Activity: For every line in the data below that contains "strategy", copy the line.

Stored items
* * * *

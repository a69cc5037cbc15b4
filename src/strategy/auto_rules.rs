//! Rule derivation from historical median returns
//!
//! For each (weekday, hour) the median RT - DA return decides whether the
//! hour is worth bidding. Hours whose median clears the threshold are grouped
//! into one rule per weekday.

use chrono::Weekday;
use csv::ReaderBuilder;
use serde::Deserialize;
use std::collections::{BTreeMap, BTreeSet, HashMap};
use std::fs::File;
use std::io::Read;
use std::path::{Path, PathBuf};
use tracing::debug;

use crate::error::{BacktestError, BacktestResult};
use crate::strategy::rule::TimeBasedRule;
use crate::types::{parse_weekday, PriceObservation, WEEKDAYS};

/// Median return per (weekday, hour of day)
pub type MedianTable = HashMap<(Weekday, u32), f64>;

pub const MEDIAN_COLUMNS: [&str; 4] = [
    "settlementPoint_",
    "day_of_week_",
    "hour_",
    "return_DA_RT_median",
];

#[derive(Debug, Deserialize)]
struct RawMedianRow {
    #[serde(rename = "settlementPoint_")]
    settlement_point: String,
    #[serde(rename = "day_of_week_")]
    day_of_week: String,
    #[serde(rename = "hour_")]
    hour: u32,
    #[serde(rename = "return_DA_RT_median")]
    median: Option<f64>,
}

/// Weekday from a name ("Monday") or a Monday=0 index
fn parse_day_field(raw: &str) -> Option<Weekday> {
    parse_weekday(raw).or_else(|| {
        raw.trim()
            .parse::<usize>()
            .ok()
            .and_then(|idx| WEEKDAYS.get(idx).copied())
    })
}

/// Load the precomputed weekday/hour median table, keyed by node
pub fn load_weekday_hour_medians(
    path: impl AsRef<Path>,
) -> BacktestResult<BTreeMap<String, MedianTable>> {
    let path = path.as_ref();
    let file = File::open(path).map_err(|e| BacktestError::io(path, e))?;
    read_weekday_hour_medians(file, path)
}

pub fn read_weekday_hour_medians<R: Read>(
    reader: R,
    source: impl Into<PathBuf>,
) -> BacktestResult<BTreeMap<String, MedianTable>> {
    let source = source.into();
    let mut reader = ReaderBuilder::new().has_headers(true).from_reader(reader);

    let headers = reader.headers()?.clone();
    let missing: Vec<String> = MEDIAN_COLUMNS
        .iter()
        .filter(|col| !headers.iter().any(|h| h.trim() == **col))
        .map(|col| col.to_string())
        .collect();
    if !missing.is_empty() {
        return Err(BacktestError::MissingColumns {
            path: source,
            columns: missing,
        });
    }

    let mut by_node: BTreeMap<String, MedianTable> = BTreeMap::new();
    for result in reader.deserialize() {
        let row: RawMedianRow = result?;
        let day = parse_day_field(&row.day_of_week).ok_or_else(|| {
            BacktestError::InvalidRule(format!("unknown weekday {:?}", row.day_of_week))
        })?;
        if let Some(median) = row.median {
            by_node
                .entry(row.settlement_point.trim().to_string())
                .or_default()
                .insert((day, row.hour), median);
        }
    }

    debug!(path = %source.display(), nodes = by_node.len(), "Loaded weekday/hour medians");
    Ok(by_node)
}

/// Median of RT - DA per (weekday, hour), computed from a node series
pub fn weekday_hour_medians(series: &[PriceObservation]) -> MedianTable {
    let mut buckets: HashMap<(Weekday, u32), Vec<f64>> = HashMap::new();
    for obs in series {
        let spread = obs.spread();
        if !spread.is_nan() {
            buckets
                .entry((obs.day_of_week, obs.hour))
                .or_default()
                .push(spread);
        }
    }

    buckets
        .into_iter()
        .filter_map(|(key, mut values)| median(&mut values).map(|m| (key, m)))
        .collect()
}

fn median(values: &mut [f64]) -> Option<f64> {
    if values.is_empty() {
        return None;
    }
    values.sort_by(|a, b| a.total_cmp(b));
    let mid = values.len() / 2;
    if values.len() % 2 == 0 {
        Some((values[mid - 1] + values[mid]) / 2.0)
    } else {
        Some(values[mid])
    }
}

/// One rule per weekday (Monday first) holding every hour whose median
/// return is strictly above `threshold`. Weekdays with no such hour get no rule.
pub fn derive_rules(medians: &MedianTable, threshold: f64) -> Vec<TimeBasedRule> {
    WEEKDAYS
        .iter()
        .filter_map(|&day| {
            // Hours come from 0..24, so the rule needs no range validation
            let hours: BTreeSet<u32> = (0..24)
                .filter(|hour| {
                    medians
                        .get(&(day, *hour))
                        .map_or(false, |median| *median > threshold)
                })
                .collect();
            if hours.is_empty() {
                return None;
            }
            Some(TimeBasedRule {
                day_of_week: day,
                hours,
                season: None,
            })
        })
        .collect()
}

* * * *

Solution:
filename src/strategy/auto_rules.rs
use crate::strategy::rule::TimeBasedRule;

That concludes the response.